Un settore in espansione da Nord a Sud
La diffusione delle coltivazioni biologiche interessa l’intero territorio nazionale, ma è il Sud a guidare la classifica delle superfici con il record della Sicilia (oltre 370mila ettari, pari al 26% della superficie coltivata in regione), seguita dalla Puglia con 266mila ettari (20,7%) e dalla Calabria, che sfiora i 208mila ettari (36,4%). Percentuali a due cifre nel Mezzogiorno si registrano anche in Basilicata (21%), Campania (13,1%), Abruzzo (11,4%) e Sardegna (10,2%). Al centro le prime tre regioni per superfici a bio sono il Lazio con 144mila ettari (23,2%), la Toscana con oltre 143mila ettari (21,7%) e le Marche con più di 104mila ettari (22,2%). Al Nord è l’Emilia Romagna la prima regione per ampiezza di superficie biologica con 166mila ettari (pari al 15,4% delle aree coltivate), seguita dalla Lombardia con 56mila ettari (11,2%) e dal Piemonte con quasi 51mila ettari. Importanti invece le percentuali che indicano il tasso di crescita dei campi coltivati a bio per la Provincia di Trento (+31,3%) e il Veneto (+25,4%).
Italia ed Europa
L’incidenza della superficie biologica in Italia ha raggiunto nel 2019 il 15,8% della Superficie Agricola Utilizzata (SAU) a livello nazionale. Questo dato posiziona il nostro Paese nettamente al di sopra della media europea, che nel 2018 si attestava all’8%, e a quella dei principali Paesi produttori come Spagna (10,1%), Germania (9,07%) e Francia (8,06%). Allo stesso tempo bisogna però sottolineare anche l’aumento delle importazioni di prodotti biologici da Paesi extracomunitari, con un incremento complessivo del 13,1% delle quantità totali nel 2019 rispetto all’anno precedente.

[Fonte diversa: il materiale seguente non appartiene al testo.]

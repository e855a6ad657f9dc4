//! loxgen backend
//!
//! Turns classified fixtures into Rust test source and writes it next to the fixtures.
//!
//! ## Module Organization
//!
//! - `rust_emitter.rs` - Low-level Rust code string builder
//! - `suite_codegen.rs` - Suite header and per-fixture test stubs
//! - `output.rs` - Writing generated files

// Enforce explicit error handling - no panicking in production code
#![deny(clippy::unwrap_used)]

pub mod output;
pub mod rust_emitter;
pub mod suite_codegen;

pub use output::{GeneratedFile, write_generated};
pub use suite_codegen::{RenderedSuite, SuiteCodegen, test_name};
//! Runtime support for loxgen-generated test suites.
//!
//! Generated `<suite>_test.rs` files import this crate to reach the interpreter under test. The crate defines the
//! runner capability ([`FixtureRunner`]), the per-suite shared handle ([`SuiteRunner`]), and a default runner that
//! executes an interpreter binary ([`CommandRunner`]).

#![deny(clippy::unwrap_used)]

pub mod command;
pub mod runner;

pub use command::{CommandRunner, RunError};
pub use runner::{FixtureRunner, SuiteRunner};
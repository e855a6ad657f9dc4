//! loxgen version information.
//!
//! The CLI and the generated-file header both read the version from here.

/// The loxgen version string, taken from Cargo metadata at compile time.
pub const LOXGEN_VERSION: &str = env!("CARGO_PKG_VERSION");
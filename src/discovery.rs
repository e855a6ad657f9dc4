//! Suite discovery
//!
//! Walks the fixture tree and groups fixture files by their parent directory. Every directory is a suite named after
//! itself, the root included, and nested directories are independent suites. Exclusion is decided per directory name
//! only: the children of an excluded directory are still visited.
//!
//! Order is fully deterministic: directories are visited depth-first with siblings sorted by name, and fixtures
//! within a suite are sorted by file name.

use std::fs;
use std::path::{Path, PathBuf};

use crate::config::GeneratorConfig;
use crate::errors::{GenError, GenResult};

/// One fixture script.
#[derive(Debug, Clone, PartialEq, Eq)]
pub struct FixtureFile {
    /// Name of the suite (parent directory) the fixture belongs to
    pub suite: String,
    /// File name without extension
    pub name: String,
    pub path: PathBuf,
    /// Raw script text
    pub source: String,
}

impl FixtureFile {
    /// File name including the extension, as passed to the runner (`closure.lox`).
    pub fn file_name(&self) -> String {
        self.path
            .file_name()
            .map(|n| n.to_string_lossy().into_owned())
            .unwrap_or_else(|| self.name.clone())
    }
}

/// A directory of fixtures.
#[derive(Debug, Clone, PartialEq, Eq)]
pub struct Suite {
    pub name: String,
    pub dir: PathBuf,
    /// Excluded suites are reported but never read or generated
    pub excluded: bool,
    /// Sorted by file name
    pub fixtures: Vec<FixtureFile>,
}

/// Discover every suite under `root` (including `root` itself).
///
/// ## Errors
///
/// - `RootNotFound` if `root` is missing or not a directory
/// - `ReadDir` if any directory in the tree cannot be listed
/// - `ReadFixture` if a fixture in a non-excluded suite cannot be read
#[tracing::instrument(skip_all, fields(root = %root.display()))]
pub fn discover_suites(root: &Path, config: &GeneratorConfig) -> GenResult<Vec<Suite>> {
    if !root.is_dir() {
        return Err(GenError::RootNotFound {
            path: root.to_path_buf(),
        });
    }

    let mut suites = Vec::new();
    visit_dir(root, config, &mut suites)?;
    Ok(suites)
}

fn visit_dir(dir: &Path, config: &GeneratorConfig, suites: &mut Vec<Suite>) -> GenResult<()> {
    let (mut subdirs, mut files) = list_dir(dir)?;
    subdirs.sort();
    files.sort();

    let name = suite_name(dir);
    let excluded = config.is_excluded(&name);

    let fixtures = if excluded {
        tracing::debug!(suite = %name, "suite excluded");
        Vec::new()
    } else {
        files
            .iter()
            .filter(|path| has_extension(path, &config.fixture_extension))
            .map(|path| load_fixture(&name, path))
            .collect::<GenResult<Vec<_>>>()?
    };

    suites.push(Suite {
        name,
        dir: dir.to_path_buf(),
        excluded,
        fixtures,
    });

    for subdir in &subdirs {
        visit_dir(subdir, config, suites)?;
    }
    Ok(())
}

/// Split a directory listing into (subdirectories, files).
fn list_dir(dir: &Path) -> GenResult<(Vec<PathBuf>, Vec<PathBuf>)> {
    let read_err = |source| GenError::ReadDir {
        path: dir.to_path_buf(),
        source,
    };

    let mut subdirs = Vec::new();
    let mut files = Vec::new();
    for entry in fs::read_dir(dir).map_err(read_err)? {
        let entry = entry.map_err(read_err)?;
        // `file_type` does not follow links: a symlinked directory is never walked, so link cycles cannot recurse.
        let file_type = entry.file_type().map_err(read_err)?;
        let entry_path = entry.path();
        if file_type.is_dir() {
            subdirs.push(entry_path);
        } else if file_type.is_file() || (file_type.is_symlink() && entry_path.is_file()) {
            files.push(entry_path);
        } else if file_type.is_symlink() {
            tracing::debug!(path = %entry_path.display(), "not following directory symlink");
        }
    }
    Ok((subdirs, files))
}

fn suite_name(dir: &Path) -> String {
    // `root` may be given as `.` or with a trailing separator; canonicalize only to recover a name.
    match dir.file_name() {
        Some(name) => name.to_string_lossy().into_owned(),
        None => dir
            .canonicalize()
            .ok()
            .and_then(|p| p.file_name().map(|n| n.to_string_lossy().into_owned()))
            .unwrap_or_default(),
    }
}

fn has_extension(path: &Path, extension: &str) -> bool {
    path.extension().and_then(|e| e.to_str()) == Some(extension)
}

fn load_fixture(suite: &str, path: &Path) -> GenResult<FixtureFile> {
    let source = fs::read_to_string(path)
        .map_err(|source| GenError::ReadFixture {
            path: path.to_path_buf(),
            source,
        })?
        .replace("\r\n", "\n");
    let name = path
        .file_stem()
        .map(|s| s.to_string_lossy().into_owned())
        .unwrap_or_default();

    Ok(FixtureFile {
        suite: suite.to_string(),
        name,
        path: path.to_path_buf(),
        source,
    })
}
//! CLI module for loxgen
//!
//! ## Commands
//!
//! - `generate [ROOT]` - Write `<suite>_test.rs` into every non-excluded suite directory (default action)
//! - `list [ROOT]` - Print suites and fixture classifications without writing
//!
//! `ROOT` defaults to `tests/test_files`.
//!
//! ## Design
//!
//! The CLI uses clap for argument parsing with derive macros.
//! Command functions return `CliResult<T>` instead of calling `process::exit`.
//! Only the top-level `run()` function handles errors and exits.

// Enforce explicit error handling - no panicking in production code
#![deny(clippy::unwrap_used)]
#![deny(clippy::expect_used)]

pub mod commands;

use std::fmt;
use std::path::PathBuf;
use std::process;

use clap::{Parser, Subcommand};

use crate::version::LOXGEN_VERSION;

/// Fixture root used when none is given on the command line.
pub const DEFAULT_ROOT: &str = "tests/test_files";

// ============================================================================
// CLI Error handling
// ============================================================================

/// Exit code for CLI operations.
#[derive(Debug, Clone, Copy, PartialEq, Eq)]
pub struct ExitCode(pub i32);

impl ExitCode {
    pub const SUCCESS: ExitCode = ExitCode(0);
    pub const FAILURE: ExitCode = ExitCode(1);
}

/// Error type for CLI operations.
///
/// Contains a user-facing message and an exit code. The CLI entry point
/// catches these errors, prints the message, and exits with the code.
#[derive(Debug)]
pub struct CliError {
    /// User-facing error message (already formatted for display)
    pub message: String,
    /// Exit code to return to the shell
    pub exit_code: ExitCode,
}

impl CliError {
    pub fn new(message: impl Into<String>, exit_code: ExitCode) -> Self {
        Self {
            message: message.into(),
            exit_code,
        }
    }

    /// Create a failure error (exit code 1).
    pub fn failure(message: impl Into<String>) -> Self {
        Self::new(message, ExitCode::FAILURE)
    }
}

impl fmt::Display for CliError {
    fn fmt(&self, f: &mut fmt::Formatter<'_>) -> fmt::Result {
        write!(f, "{}", self.message)
    }
}

impl std::error::Error for CliError {}

/// Result type for CLI operations.
pub type CliResult<T> = Result<T, CliError>;

// ============================================================================
// Clap CLI definition
// ============================================================================

/// Generate Rust test suites from annotated Lox fixtures
#[derive(Parser, Debug)]
#[command(name = "loxgen")]
#[command(version = LOXGEN_VERSION)]
#[command(about = "Generate Rust test suites from annotated Lox fixtures", long_about = None)]
#[command(args_conflicts_with_subcommands = true)]
pub struct Cli {
    #[command(subcommand)]
    pub command: Option<Command>,

    /// Fixture root to generate from (default action when no subcommand given)
    #[arg(value_name = "ROOT")]
    pub root: Option<PathBuf>,
}

#[derive(Subcommand, Debug)]
pub enum Command {
    /// Write one test file per suite
    Generate {
        /// Directory containing the fixture suites
        #[arg(value_name = "ROOT", default_value = DEFAULT_ROOT)]
        root: PathBuf,
    },

    /// Show suites and fixture classifications without writing
    List {
        /// Directory containing the fixture suites
        #[arg(value_name = "ROOT", default_value = DEFAULT_ROOT)]
        root: PathBuf,
    },
}

// ============================================================================
// CLI entry point
// ============================================================================

/// Main CLI entry point.
///
/// This is the only place where `process::exit` is called. All command
/// implementations return `CliResult` and errors are handled here.
pub fn run() {
    let cli = Cli::parse();

    match execute(cli) {
        Ok(exit_code) => {
            if exit_code.0 != 0 {
                process::exit(exit_code.0);
            }
        }
        Err(e) => {
            if !e.message.is_empty() {
                eprintln!("{}", e.message);
            }
            process::exit(e.exit_code.0);
        }
    }
}

/// Execute the CLI command and return result.
fn execute(cli: Cli) -> CliResult<ExitCode> {
    match cli.command {
        Some(Command::Generate { root }) => commands::generate_suites(&root),
        Some(Command::List { root }) => commands::list_suites(&root),
        None => {
            let root = cli.root.unwrap_or_else(|| PathBuf::from(DEFAULT_ROOT));
            commands::generate_suites(&root)
        }
    }
}

// ============================================================================
// Tests
// ============================================================================
//! Generation pipeline
//!
//! discover suites -> classify each fixture -> render one file per suite -> write it into the suite directory.
//!
//! A fatal error anywhere stops the run. Files already written by that point stay on disk; rerunning regenerates
//! all of them.

use std::path::{Path, PathBuf};

use crate::backend::{GeneratedFile, RenderedSuite, SuiteCodegen};
use crate::classify::{Classification, classify_source};
use crate::config::GeneratorConfig;
use crate::discovery::{FixtureFile, Suite, discover_suites};
use crate::errors::GenResult;

/// A fixture paired with its classification.
#[derive(Debug, Clone, PartialEq, Eq)]
pub struct PlannedFixture {
    pub fixture: FixtureFile,
    pub classification: Classification,
}

/// A suite and what generation would do with it.
#[derive(Debug, Clone, PartialEq, Eq)]
pub struct PlannedSuite {
    pub suite: Suite,
    /// `None` for excluded suites
    pub output: Option<PathBuf>,
    pub fixtures: Vec<PlannedFixture>,
}

/// Summary of one written suite file.
#[derive(Debug, Clone, PartialEq, Eq)]
pub struct SuiteReport {
    pub name: String,
    pub path: PathBuf,
    pub positive: usize,
    pub negative: usize,
}

/// Outcome of a full generation run.
#[derive(Debug, Clone, Default, PartialEq, Eq)]
pub struct GenerationReport {
    /// In discovery order
    pub written: Vec<SuiteReport>,
    /// Names of excluded suites, in discovery order
    pub skipped: Vec<String>,
}

impl GenerationReport {
    pub fn total_tests(&self) -> usize {
        self.written.iter().map(|s| s.positive + s.negative).sum()
    }
}

/// Render the generated test file for `suite` without touching the filesystem.
///
/// ## Errors
///
/// `DuplicateTestName` if two fixtures of the suite map to the same test name.
pub fn render_suite(suite: &Suite, config: &GeneratorConfig) -> GenResult<RenderedSuite> {
    let mut codegen = SuiteCodegen::new(&suite.name, &suite.dir, config);
    for fixture in &suite.fixtures {
        let classification = classify_source(&fixture.source);
        tracing::trace!(fixture = %fixture.path.display(), %classification, "classified fixture");
        codegen.emit_fixture(fixture, &classification)?;
    }
    Ok(codegen.finish())
}

/// Discover and classify everything under `root` without writing anything.
#[tracing::instrument(skip_all, fields(root = %root.display()))]
pub fn plan(root: &Path, config: &GeneratorConfig) -> GenResult<Vec<PlannedSuite>> {
    let suites = discover_suites(root, config)?;
    Ok(suites
        .into_iter()
        .map(|suite| {
            let output = (!suite.excluded).then(|| suite.dir.join(config.output_file_name(&suite.name)));
            let fixtures = suite
                .fixtures
                .iter()
                .map(|fixture| PlannedFixture {
                    fixture: fixture.clone(),
                    classification: classify_source(&fixture.source),
                })
                .collect();
            PlannedSuite {
                suite,
                output,
                fixtures,
            }
        })
        .collect())
}

/// Generate `<suite>_test.rs` for every non-excluded suite under `root`.
///
/// Existing generated files are overwritten unconditionally. Running twice over an unchanged tree produces
/// byte-identical output.
#[tracing::instrument(skip_all, fields(root = %root.display()))]
pub fn generate(root: &Path, config: &GeneratorConfig) -> GenResult<GenerationReport> {
    let suites = discover_suites(root, config)?;
    let mut report = GenerationReport::default();

    for suite in &suites {
        if suite.excluded {
            tracing::info!(suite = %suite.name, "skipping excluded suite");
            report.skipped.push(suite.name.clone());
            continue;
        }
        if suite.fixtures.is_empty() {
            tracing::warn!(suite = %suite.name, dir = %suite.dir.display(), "suite has no fixtures");
        }

        let rendered = render_suite(suite, config)?;
        let file = GeneratedFile::new(suite.dir.join(config.output_file_name(&suite.name)), rendered);
        file.write()?;

        tracing::info!(
            suite = %suite.name,
            path = %file.path.display(),
            positive = file.rendered.positive,
            negative = file.rendered.negative,
            "generated suite"
        );
        report.written.push(SuiteReport {
            name: file.rendered.suite,
            path: file.path,
            positive: file.rendered.positive,
            negative: file.rendered.negative,
        });
    }

    Ok(report)
}

#[cfg(test)]
#[allow(clippy::unwrap_used)]
mod tests {
    use super::*;
    use std::fs;

    fn write(path: &Path, contents: &str) {
        fs::create_dir_all(path.parent().unwrap()).unwrap();
        fs::write(path, contents).unwrap();
    }

    #[test]
    fn test_render_suite_counts() {
        let dir = tempfile::tempdir().unwrap();
        let suite_dir = dir.path().join("closure");
        write(&suite_dir.join("a.lox"), "print 1; // expect: 1\n");
        write(&suite_dir.join("b.lox"), "fun f( // Error at end: Expect ')'.\n");
        write(&suite_dir.join("c.lox"), "// nothing expected\n");

        let suites = discover_suites(dir.path(), &GeneratorConfig::default()).unwrap();
        let closure = suites.iter().find(|s| s.name == "closure").unwrap();
        let rendered = render_suite(closure, &GeneratorConfig::default()).unwrap();
        assert_eq!((rendered.positive, rendered.negative), (2, 1));
        assert_eq!(rendered.suite, "closure");
    }

    #[test]
    fn test_plan_marks_excluded_suites() {
        let dir = tempfile::tempdir().unwrap();
        write(&dir.path().join("benchmark/fib.lox"), "print 1; // expect: 1\n");
        write(&dir.path().join("while/loop.lox"), "// [line 2] Error at 'x': bad\n");

        let planned = plan(dir.path(), &GeneratorConfig::default()).unwrap();
        let benchmark = planned.iter().find(|p| p.suite.name == "benchmark").unwrap();
        assert!(benchmark.output.is_none());
        assert!(benchmark.fixtures.is_empty());

        let while_suite = planned.iter().find(|p| p.suite.name == "while").unwrap();
        assert_eq!(while_suite.output, Some(dir.path().join("while").join("while_test.rs")));
        assert_eq!(while_suite.fixtures.len(), 1);
        assert!(while_suite.fixtures[0].classification.is_negative());

        // plan never writes
        assert!(!dir.path().join("while/while_test.rs").exists());
    }

    #[test]
    fn test_generate_writes_and_reports() {
        let dir = tempfile::tempdir().unwrap();
        write(&dir.path().join("scanning/identifiers.lox"), "andy; // expect: andy\n");
        write(&dir.path().join("string/literals.lox"), "print \"a\"; // expect: a\n");

        let report = generate(dir.path(), &GeneratorConfig::default()).unwrap();
        assert_eq!(report.skipped, vec!["scanning".to_string()]);
        assert!(!dir.path().join("scanning/scanning_test.rs").exists());

        let string = report.written.iter().find(|s| s.name == "string").unwrap();
        assert_eq!(string.path, dir.path().join("string/string_test.rs"));
        assert_eq!((string.positive, string.negative), (1, 0));
        assert!(fs::read_to_string(&string.path).unwrap().contains("fn literals() {"));
        assert_eq!(report.total_tests(), 1);
    }

    #[test]
    fn test_generate_missing_root() {
        let dir = tempfile::tempdir().unwrap();
        let err = generate(&dir.path().join("missing"), &GeneratorConfig::default()).unwrap_err();
        assert!(matches!(err, crate::errors::GenError::RootNotFound { .. }));
    }
}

L’importazione dai Paesi extracomunitari
I cereali, le colture industriali e la frutta fresca e secca sono le categorie di prodotto biologico più importate, con un’incidenza rispettivamente del 30,2%, 19,5% e 17,0%. I tassi di crescita delle importazioni bio più rilevanti si registrano per le categorie di colture industriali (+35,2%), di cereali (+16,9%) e per la categoria che raggruppa caffè, cacao, zuccheri, tè e spezie (+22,8%). “L’Italia è uno dei maggiori importatori di alimenti biologici da Paesi extracomunitari da dove nel 2019 ne sono arrivati ben 210 milioni di chili, di cui quasi un terzo dall’Asia”, ha confermato la leader dei giovani di Coldiretti, Veronica Barbati. Il problema è che i prodotti biologici importati non rispettano gli stessi standard di sicurezza imposti dall’Unione europea. “Promuovere i prodotti bio italiani riducendo i volumi delle importazioni – ha aggiunto Barbati – fornisce una spinta al raggiungimento degli obiettivi della strategia Farm to Fork del New Green Deal, che punta ad avere in futuro almeno 1 campo su 4 (25%) coltivato a bio in Italia”.
Olio importato? Vale 1,9 miliardi di dollari
Nonostante la produzione di qualità sul nostro territorio, l’Italia importa un volume consistente di olio da altri Paesi, pari a un valore di 1,9 miliardi di dollari (dati True Numbers). Tra i Paesi di provenienza primeggia la Spagna, da cui proviene olio per più di 1,4 miliardi di dollari, quasi 5 volte in più rispetto alla Grecia (306,14 milioni di dollari). La Tunisia, il Paese che spesso finisce nel mirino per quella che è ritenuta un’importazione eccessiva (favorita dall’assenza di dazi), esporta in realtà in Italia olio per un valore di soli 135,16 milioni di dollari. Il problema però non è solo la quantità, ma il prezzo: per un litro di olio italiano il costo si aggira attorno ai 7 euro, per un litro di olio tunisino si scende fino ai 2 euro. Tornando al volume delle importazioni, alla Tunisia segue il Portogallo (94,17 milioni di dollari) e infine Cipro (2,65 milioni di dollari).